Category Archives: Tax

Morris Attends Estate Planning Seminar

Jason C. Morris, an associate attorney at Woodburn and Wedge, attended a week-long seminar “Skills Training for Estate Planners.” The Real Property Trust and Estate Law section of the American Bar Association hosted the conference in New York City.  The intensive program covered topics such as marital deduction fundamentals, charitable planning,  inter vivos gifting, life insurance planning, and benefits planning and drafting.

Morris practices in gift and estate taxation as well as probate and trust administration.

http://goo.gl/lDBYC

Nevada is Premier Self-Settled Spendthrift Trust State

On June 4, 2011, Governor Sandoval signed Senate Bill 221 which strengthened Nevada’s already outstanding self-settled spendthrift trust laws.  The most beneficial aspect of the new legislation relates to changing the situs of existing asset protection trusts to Nevada without restarting the statute of limitations period.  Nevada has two primary advantages over the other 13 states which permit self-settled, spendthrift trusts.  First, Nevada is the only state without a statutory exception allowing creditors to pierce the trust.   Second, Nevada has the shortest statute of limitations period to protect a transfer to the trust.

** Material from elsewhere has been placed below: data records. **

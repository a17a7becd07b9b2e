//! Filter, sort and derive pipeline behind the submission list, plus the
//! stateful session that loads an assignment and re-derives on every change.

use std::sync::Arc;

use serde::Serialize;

use crate::domain::{
    Assignment, AssignmentMeta, CustomGradeStatus, DifferentiationTag, DisplayRow, GradeableRow,
    Recipient, Section,
};
use crate::repositories::{GradeableSource, SourceError};
use crate::services::message_recipients::{
    compute_eligible_message_recipients, message_draft, MessageDraft,
};
use crate::services::submission_filter::{
    self, FilterCriteria, SearchMode, SubmissionListFilter,
};
use crate::services::submission_sort::{
    shuffle_anonymous, sort_rows, SubmissionSortOrder, DEFAULT_ANONYMOUS_SHUFFLE_SEED,
};
use crate::services::submission_state::{derive_row, GradeFormat};

#[derive(Debug, Clone, Copy, PartialEq, Eq)]
pub struct ListOptions {
    pub format: GradeFormat,
    pub anonymous_seed: u64,
}

impl Default for ListOptions {
    fn default() -> Self {
        Self { format: GradeFormat::default(), anonymous_seed: DEFAULT_ANONYMOUS_SHUFFLE_SEED }
    }
}

#[derive(Debug, Clone, PartialEq, Default)]
pub struct SubmissionListQuery {
    pub criteria: FilterCriteria,
    pub sort: Option<SubmissionSortOrder>,
}

#[derive(Debug, Clone, PartialEq, Serialize)]
pub struct SubmissionList {
    pub header_title: String,
    pub total_count: usize,
    pub rows: Vec<DisplayRow>,
}

/// Filters, orders and derives display rows. With no sort order and no
/// anonymous grading the input order is kept.
pub fn build_submission_list(
    rows: &[GradeableRow],
    meta: &AssignmentMeta,
    differentiation_tags: &[DifferentiationTag],
    query: &SubmissionListQuery,
    options: ListOptions,
) -> SubmissionList {
    let mut selected = submission_filter::filter(rows, meta, &query.criteria, differentiation_tags);

    if let Some(order) = query.sort {
        sort_rows(&mut selected, order);
    }
    if meta.anonymous_grading {
        shuffle_anonymous(&mut selected, options.anonymous_seed);
    }

    let derived: Vec<DisplayRow> =
        selected.into_iter().map(|row| derive_row(row, meta, options.format)).collect();

    metrics::counter!("submission_list_derivations_total").increment(1);
    metrics::histogram!("submission_list_rows").record(derived.len() as f64);
    tracing::debug!(
        input_rows = rows.len(),
        output_rows = derived.len(),
        sort = ?query.sort,
        anonymous = meta.anonymous_grading,
        "Derived submission list"
    );

    SubmissionList {
        header_title: submission_filter::header_title(&query.criteria, meta),
        total_count: rows.len(),
        rows: derived,
    }
}

/// Everything fetched for one assignment of one course.
#[derive(Debug, Clone, PartialEq)]
pub struct LoadedAssignment {
    pub course_id: i64,
    pub assignment: Assignment,
    pub meta: AssignmentMeta,
    pub rows: Vec<GradeableRow>,
    pub sections: Vec<Section>,
    pub custom_grade_statuses: Vec<CustomGradeStatus>,
    pub differentiation_tags: Vec<DifferentiationTag>,
}

impl LoadedAssignment {
    pub fn submission_list(
        &self,
        query: &SubmissionListQuery,
        options: ListOptions,
    ) -> SubmissionList {
        build_submission_list(&self.rows, &self.meta, &self.differentiation_tags, query, options)
    }

    pub fn recipients(&self) -> Vec<Recipient> {
        compute_eligible_message_recipients(&self.rows, &self.meta)
    }

    /// Draft addressed to the ungraded recipients; the subject always names
    /// that group, whatever filter the list currently shows.
    pub fn message_draft(&self) -> MessageDraft {
        let criteria = FilterCriteria::with_filter(SubmissionListFilter::NotGraded);
        let header = submission_filter::header_title(&criteria, &self.meta);
        message_draft(self.course_id, &self.assignment.name, &header, self.recipients())
    }
}

pub async fn load_assignment(
    source: &dyn GradeableSource,
    course_id: i64,
    assignment_id: i64,
) -> Result<LoadedAssignment, SourceError> {
    let (assignment, rows, custom_grade_statuses, sections, differentiation_tags) =
        tokio::try_join!(
            source.assignment(course_id, assignment_id),
            source.gradeable_submissions(course_id, assignment_id),
            source.custom_grade_statuses(course_id),
            source.sections(course_id),
            source.differentiation_tags(course_id),
        )?;

    let meta = AssignmentMeta::from_assignment(&assignment, &custom_grade_statuses);
    Ok(LoadedAssignment {
        course_id,
        assignment,
        meta,
        rows,
        sections,
        custom_grade_statuses,
        differentiation_tags,
    })
}

/// Single-owner view state of one assignment's submission list.
pub struct SubmissionListSession {
    source: Arc<dyn GradeableSource>,
    course_id: i64,
    assignment_id: i64,
    options: ListOptions,
    query: SubmissionListQuery,
    data: Option<LoadedAssignment>,
    loading: bool,
    refreshing: bool,
    error: bool,
}

impl SubmissionListSession {
    pub fn new(
        source: Arc<dyn GradeableSource>,
        course_id: i64,
        assignment_id: i64,
        options: ListOptions,
    ) -> Self {
        Self {
            source,
            course_id,
            assignment_id,
            options,
            query: SubmissionListQuery::default(),
            data: None,
            loading: false,
            refreshing: false,
            error: false,
        }
    }

    pub async fn load(&mut self) -> Result<(), SourceError> {
        self.loading = true;
        self.fetch().await
    }

    /// Reloads without dropping the rows already shown.
    pub async fn refresh(&mut self) -> Result<(), SourceError> {
        self.refreshing = true;
        self.fetch().await
    }

    async fn fetch(&mut self) -> Result<(), SourceError> {
        self.error = false;
        let result =
            load_assignment(self.source.as_ref(), self.course_id, self.assignment_id).await;
        self.loading = false;
        self.refreshing = false;

        match result {
            Ok(data) => {
                tracing::info!(
                    course_id = self.course_id,
                    assignment_id = self.assignment_id,
                    rows = data.rows.len(),
                    "Loaded submission list"
                );
                self.data = Some(data);
                Ok(())
            }
            Err(err) => {
                tracing::warn!(
                    error = %err,
                    course_id = self.course_id,
                    assignment_id = self.assignment_id,
                    "Failed to load submission list"
                );
                self.error = true;
                Err(err)
            }
        }
    }

    pub fn set_query(&mut self, query: SubmissionListQuery) {
        self.query = query;
    }

    pub fn search(&mut self, text: &str, mode: SearchMode) {
        self.query.criteria.search = text.to_string();
        self.query.criteria.search_mode = mode;
    }

    pub fn query(&self) -> &SubmissionListQuery {
        &self.query
    }

    pub fn data(&self) -> Option<&LoadedAssignment> {
        self.data.as_ref()
    }

    pub fn is_loading(&self) -> bool {
        self.loading
    }

    pub fn is_refreshing(&self) -> bool {
        self.refreshing
    }

    pub fn has_error(&self) -> bool {
        self.error
    }

    pub fn list(&self) -> Option<SubmissionList> {
        self.data.as_ref().map(|data| data.submission_list(&self.query, self.options))
    }

    /// Derived rows for the current query; empty until a load succeeds.
    pub fn rows(&self) -> Vec<DisplayRow> {
        self.list().map(|list| list.rows).unwrap_or_default()
    }

    pub fn header_title(&self) -> String {
        let meta = self.data.as_ref().map(|data| data.meta.clone()).unwrap_or_default();
        submission_filter::header_title(&self.query.criteria, &meta)
    }

    pub fn recipients(&self) -> Vec<Recipient> {
        self.data.as_ref().map(LoadedAssignment::recipients).unwrap_or_default()
    }

    pub fn message_draft(&self) -> Option<MessageDraft> {
        self.data.as_ref().map(LoadedAssignment::message_draft)
    }
}
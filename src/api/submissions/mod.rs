use std::collections::BTreeSet;

use axum::{
    extract::{Path, Query, State},
    routing::{get, post},
    Json, Router,
};
use validator::Validate;

use crate::api::errors::ApiError;
use crate::api::validation::{
    parse_category, parse_id_list, parse_sort, validate_filter, validate_row_count,
};
use crate::core::state::AppState;
use crate::schemas::submission::{
    AssignmentSummary, DeriveSubmissionListRequest, SubmissionListParams, SubmissionListResponse,
};
use crate::services::message_recipients::MessageDraft;
use crate::services::submission_filter::{
    DifferentiationTagSelection, FilterCriteria, SearchMode,
};
use crate::services::submission_list::{
    build_submission_list, load_assignment, LoadedAssignment, SubmissionListQuery,
};


pub(crate) fn router() -> Router<AppState> {
    Router::new()
        .route("/submission-list/derive", post(derive_submission_list))
        .route(
            "/courses/:course_id/assignments/:assignment_id/submissions",
            get(list_submissions),
        )
        .route(
            "/courses/:course_id/assignments/:assignment_id/message-recipients",
            get(message_recipients),
        )
}

async fn derive_submission_list(
    State(state): State<AppState>,
    Json(payload): Json<DeriveSubmissionListRequest>,
) -> Result<Json<SubmissionListResponse>, ApiError> {
    payload.validate().map_err(|e| ApiError::BadRequest(e.to_string()))?;
    validate_filter(&payload.filter)?;
    validate_row_count(payload.rows.len(), state.settings().list().max_derive_rows)?;

    let query = SubmissionListQuery {
        criteria: FilterCriteria {
            filter: payload.filter,
            selected_section_ids: payload.section_ids,
            selected_custom_status_ids: payload.custom_status_ids.into_iter().collect(),
            differentiation: DifferentiationTagSelection {
                tag_ids: payload.differentiation_tag_ids.into_iter().collect(),
                include_students_without_tags: payload.include_students_without_tags,
            },
            search: payload.search.unwrap_or_default(),
            search_mode: state.settings().search_mode(),
        },
        sort: payload.sort,
    };

    let list = build_submission_list(
        &payload.rows,
        &payload.assignment,
        &payload.differentiation_tags,
        &query,
        state.settings().list_options(),
    );

    Ok(Json(SubmissionListResponse::new(list, None)))
}

async fn list_submissions(
    Path((course_id, assignment_id)): Path<(i64, i64)>,
    Query(params): Query<SubmissionListParams>,
    State(state): State<AppState>,
) -> Result<Json<SubmissionListResponse>, ApiError> {
    let query = list_query(&params, state.settings().search_mode())?;
    let data = load(&state, course_id, assignment_id).await?;

    let list = data.submission_list(&query, state.settings().list_options());
    Ok(Json(SubmissionListResponse::new(list, Some(AssignmentSummary::from(&data.assignment)))))
}

async fn message_recipients(
    Path((course_id, assignment_id)): Path<(i64, i64)>,
    State(state): State<AppState>,
) -> Result<Json<MessageDraft>, ApiError> {
    let data = load(&state, course_id, assignment_id).await?;

    let draft = data.message_draft();
    tracing::info!(
        course_id,
        assignment_id,
        recipients = draft.recipients.len(),
        "Prepared message draft"
    );
    Ok(Json(draft))
}

async fn load(
    state: &AppState,
    course_id: i64,
    assignment_id: i64,
) -> Result<LoadedAssignment, ApiError> {
    load_assignment(state.source(), course_id, assignment_id)
        .await
        .map_err(|e| ApiError::from_source(e, "Assignment not found"))
}

fn list_query(
    params: &SubmissionListParams,
    search_mode: SearchMode,
) -> Result<SubmissionListQuery, ApiError> {
    params.validate().map_err(|e| ApiError::BadRequest(e.to_string()))?;

    let filter = parse_category(params.category.as_deref(), params.threshold)?;
    let selected_section_ids = parse_id_list("section_ids", params.section_ids.as_deref())?;
    let selected_custom_status_ids: BTreeSet<i64> =
        parse_id_list("custom_status_ids", params.custom_status_ids.as_deref())?
            .into_iter()
            .collect();
    let tag_ids: BTreeSet<String> =
        parse_id_list("differentiation_tag_ids", params.differentiation_tag_ids.as_deref())?
            .into_iter()
            .collect();

    Ok(SubmissionListQuery {
        criteria: FilterCriteria {
            filter,
            selected_section_ids,
            selected_custom_status_ids,
            differentiation: DifferentiationTagSelection {
                tag_ids,
                include_students_without_tags: params.include_students_without_tags,
            },
            search: params.search.clone().unwrap_or_default(),
            search_mode,
        },
        sort: parse_sort(params.sort.as_deref())?,
    })
}
use std::path::PathBuf;

use thiserror::Error;

#[derive(Debug, Clone)]
pub(crate) struct Settings {
    pub(super) server: ServerSettings,
    pub(super) runtime: RuntimeSettings,
    pub(super) api: ApiSettings,
    pub(super) cors: CorsSettings,
    pub(super) data: DataSettings,
    pub(super) list: ListSettings,
    pub(super) telemetry: TelemetrySettings,
}

#[derive(Debug, Clone)]
pub(crate) struct ServerSettings {
    pub(super) host: ServerHost,
    pub(super) port: ServerPort,
}

#[derive(Debug, Clone)]
pub(crate) struct ApiSettings {
    pub(crate) project_name: String,
    pub(crate) version: String,
    pub(crate) api_v1_str: String,
}

#[derive(Debug, Clone)]
pub(crate) struct CorsSettings {
    pub(crate) origins: Vec<String>,
}

/// Where gradebook snapshots are read from.
#[derive(Debug, Clone)]
pub(crate) struct DataSettings {
    pub(crate) root: PathBuf,
}

/// Rendering and limits applied to every derived submission list.
#[derive(Debug, Clone)]
pub(crate) struct ListSettings {
    pub(crate) anonymous_shuffle_seed: u64,
    pub(crate) grade_decimal_places: Option<usize>,
    pub(crate) search_case_insensitive: bool,
    pub(crate) max_derive_rows: usize,
}

#[derive(Debug, Clone)]
pub(crate) struct TelemetrySettings {
    pub(crate) log_level: String,
    pub(crate) json: bool,
    pub(crate) prometheus_enabled: bool,
}

#[derive(Debug, Clone)]
pub(crate) struct RuntimeSettings {
    pub(crate) environment: Environment,
    pub(crate) strict_config: bool,
}

#[derive(Debug, Clone, Copy, PartialEq, Eq)]
pub(crate) enum Environment {
    Development,
    Production,
    Staging,
    Test,
}

impl Environment {
    pub(crate) fn as_str(self) -> &'static str {
        match self {
            Self::Development => "development",
            Self::Production => "production",
            Self::Staging => "staging",
            Self::Test => "test",
        }
    }

    pub(super) fn is_production(self) -> bool {
        matches!(self, Self::Production)
    }
}

#[derive(Debug, Clone)]
pub(crate) struct ServerHost(pub(super) String);

#[derive(Debug, Clone, Copy)]
pub(crate) struct ServerPort(pub(super) u16);

#[derive(Debug, Error)]
pub(crate) enum ConfigError {
    #[error("invalid server host: {0}")]
    InvalidHost(String),
    #[error("invalid server port: {0}")]
    InvalidPort(String),
    #[error("invalid value for {field}: {value}")]
    InvalidValue { field: &'static str, value: String },
    #[error("invalid cors origins: {0}")]
    InvalidCors(String),
    #[error("data root {0} is not a directory")]
    MissingDataRoot(String),
}

impl ServerHost {
    pub(super) fn parse(value: String) -> Result<Self, ConfigError> {
        if value.trim().is_empty() {
            return Err(ConfigError::InvalidHost(value));
        }

        Ok(Self(value))
    }
}

impl ServerPort {
    pub(super) fn parse(value: String) -> Result<Self, ConfigError> {
        let parsed: u16 = value.parse().map_err(|_| ConfigError::InvalidPort(value.clone()))?;
        if parsed == 0 {
            return Err(ConfigError::InvalidPort(value));
        }

        Ok(Self(parsed))
    }
}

The new legislation makes the following changes effective October 1, 2011:

1. More Trust Types (CRT, QPRT, GRAT) Qualify

The new bill specifically allows charitable remainder trusts, qualified personal residence trusts, and grantor retained annuity trust to qualify under the statute.  Also, the bill allows the settlor to use real or personal property owned by the trust without limiting the scope of the protection provided by the spendthrift trust.

2. Tacking of Statute of Limitations Period for Trusts Migrating to Nevada

This new provision allows settlors who have established asset protection trusts in other states with less favorable laws to change the situs to Nevada without restarting the statute of limitations.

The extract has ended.